Oleg Fedchenko, quando uccidere con un pugno è gratis

MILANO – Ha ucciso a pugni una donna. Senza movente. L’ha uccisa perché semplicemente passava di là. Per questo Oleg Fedchenko, un ex pugile ucraino, non solo è libero. Non solo se ne è potuto tornare a casa in Ucraina dopo un breve passaggio in ospedale psichiatrico. 

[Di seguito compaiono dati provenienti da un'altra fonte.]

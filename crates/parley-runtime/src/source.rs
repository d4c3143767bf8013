//! Where updates come from.
//!
//! The runtime only needs one operation from the outside world: "give me the
//! updates after this cursor". [`UpdateSource`] is that seam. A bot API client
//! implements it with a long-poll HTTP call; [`ChannelSource`] implements it
//! over a tokio channel for tests and push-based transports.

use std::time::Duration;

use async_trait::async_trait;
use parley_core::{Update, UpdateKind, error::DecodeError};
use parley_framework::BoxError;
use thiserror::Error;
use tokio::sync::{Mutex, mpsc};

/// Errors an update source can report.
#[derive(Error, Debug)]
pub enum SourceError {
    /// The source will never yield another update. Ends the polling loop.
    #[error("Update source closed")]
    Closed,

    /// A transient failure; the fetch is retried after a delay.
    #[error("Transport error: {0}")]
    Transport(#[source] BoxError),

    /// The source returned an update it could not decode.
    #[error("Malformed update: {0}")]
    Decode(#[from] DecodeError),
}

impl SourceError {
    pub fn transport(err: impl Into<BoxError>) -> Self {
        Self::Transport(err.into())
    }
}

/// A long-poll style supplier of updates.
#[async_trait]
pub trait UpdateSource: Send + Sync {
    /// Returns updates with `update_id >= offset`, at most `limit` of them,
    /// waiting up to `timeout` for the first one. An empty `allowed` slice
    /// means every kind.
    ///
    /// An empty batch is not an error; it means the wait timed out.
    async fn fetch(
        &self,
        offset: i64,
        limit: u32,
        timeout: Duration,
        allowed: &[UpdateKind],
    ) -> Result<Vec<Update>, SourceError>;
}

/// An [`UpdateSource`] fed through a bounded tokio channel.
///
/// Updates below the requested offset or outside the allowed kinds are
/// dropped. Once every sender is gone and the buffer is empty, `fetch`
/// returns [`SourceError::Closed`].
pub struct ChannelSource {
    rx: Mutex<mpsc::Receiver<Update>>,
}

impl ChannelSource {
    /// Creates a source and the sender that feeds it.
    pub fn channel(capacity: usize) -> (mpsc::Sender<Update>, Self) {
        let (tx, rx) = mpsc::channel(capacity);
        (tx, Self { rx: Mutex::new(rx) })
    }
}

#[async_trait]
impl UpdateSource for ChannelSource {
    async fn fetch(
        &self,
        offset: i64,
        limit: u32,
        timeout: Duration,
        allowed: &[UpdateKind],
    ) -> Result<Vec<Update>, SourceError> {
        let wanted = |update: &Update| {
            update.update_id >= offset
                && (allowed.is_empty() || update.kind().is_some_and(|k| allowed.contains(&k)))
        };

        let mut rx = self.rx.lock().await;
        let mut batch = Vec::new();

        // Wait for the first wanted update, then take whatever else is buffered.
        // A deadline past the clock's range means waiting without one.
        let deadline = tokio::time::Instant::now().checked_add(timeout);
        while batch.is_empty() {
            let received = match deadline {
                Some(deadline) => tokio::time::timeout_at(deadline, rx.recv()).await,
                None => Ok(rx.recv().await),
            };
            match received {
                Err(_elapsed) => return Ok(batch),
                Ok(None) => return Err(SourceError::Closed),
                Ok(Some(update)) if wanted(&update) => batch.push(update),
                Ok(Some(_)) => {}
            }
        }
        while batch.len() < limit as usize {
            match rx.try_recv() {
                Ok(update) if wanted(&update) => batch.push(update),
                Ok(_) => {}
                Err(_) => break,
            }
        }
        Ok(batch)
    }
}

#[cfg(test)]
mod tests {
    use super::*;
    use parley_core::{CallbackQuery, Chat, Message, User};

    fn message(id: i64) -> Update {
        Update::message(id, Message::from_text(id, Chat::private(1), None, "x"))
    }

    #[tokio::test]
    async fn test_fetch_respects_limit_and_offset() {
        let (tx, source) = ChannelSource::channel(16);
        for id in 1..=5 {
            tx.send(message(id)).await.unwrap();
        }

        let batch = source.fetch(2, 3, Duration::from_secs(1), &[]).await.unwrap();
        let ids: Vec<_> = batch.iter().map(|u| u.update_id).collect();
        assert_eq!(ids, [2, 3, 4]);

        let batch = source.fetch(5, 100, Duration::from_secs(1), &[]).await.unwrap();
        assert_eq!(batch.len(), 1);
    }

    #[tokio::test]
    async fn test_fetch_filters_kinds() {
        let (tx, source) = ChannelSource::channel(16);
        tx.send(message(1)).await.unwrap();
        tx.send(Update::callback_query(
            2,
            CallbackQuery::new("q", User::new(1, "u"), None, Some("data".into())),
        ))
        .await
        .unwrap();

        let batch = source
            .fetch(0, 100, Duration::from_secs(1), &[UpdateKind::CallbackQuery])
            .await
            .unwrap();
        assert_eq!(batch.len(), 1);
        assert_eq!(batch[0].kind(), Some(UpdateKind::CallbackQuery));
    }

    #[tokio::test]
    async fn test_fetch_with_unbounded_timeout() {
        let (tx, source) = ChannelSource::channel(4);
        tx.send(message(1)).await.unwrap();

        let batch = source
            .fetch(0, 100, Duration::from_secs(u64::MAX / 2), &[])
            .await
            .unwrap();
        assert_eq!(batch.len(), 1);

        drop(tx);
        let err = source
            .fetch(0, 100, Duration::MAX, &[])
            .await
            .unwrap_err();
        assert!(matches!(err, SourceError::Closed));
    }

    #[tokio::test(start_paused = true)]
    async fn test_fetch_times_out_empty_then_closes() {
        let (tx, source) = ChannelSource::channel(1);

        let batch = source.fetch(0, 100, Duration::from_secs(30), &[]).await.unwrap();
        assert!(batch.is_empty());

        drop(tx);
        let err = source.fetch(0, 100, Duration::from_secs(30), &[]).await.unwrap_err();
        assert!(matches!(err, SourceError::Closed));
    }
}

C’è un altro intollerabile sfregio fatto alla famiglia della sua vittima, la filippina Emlou Arvesu. La famiglia non vedrà un euro di risarcimento. Tutto perché per i giudici Fedchenko era pazzo. E quindi non responsabile né penalmente e neppure civilmente. Matto, quindi libero di uccidere gratis.

 

Una storia quella di Fedchenko che inizia a Milano nel 2010. L’ex pugile passeggia per Milano. Dà in escandescenze e ci rimette una donna he passava là per caso, Emlou Arvesu, 41 anni. Fedchenko la colpisce con un pugno, uno di quelli che distribuiva sul ring. Basta quel pugno per lasciare in terra senza vita la povera filippina. Viene arrestato e processato. Ma per i giudici non è omicidio volontario perché il pugile non è in possesso delle sue facoltà mentali.

Finisce in un ospedale psichiatrico. Condanna a cinque anni. Ne esce dopo due e mezzo perché “giudicato guarito e non più pericoloso”. E poi? Poi, ai figli della donna, quelli che hanno perso la mamma per un pugno senza motivo, neppure un euro di risarcimento.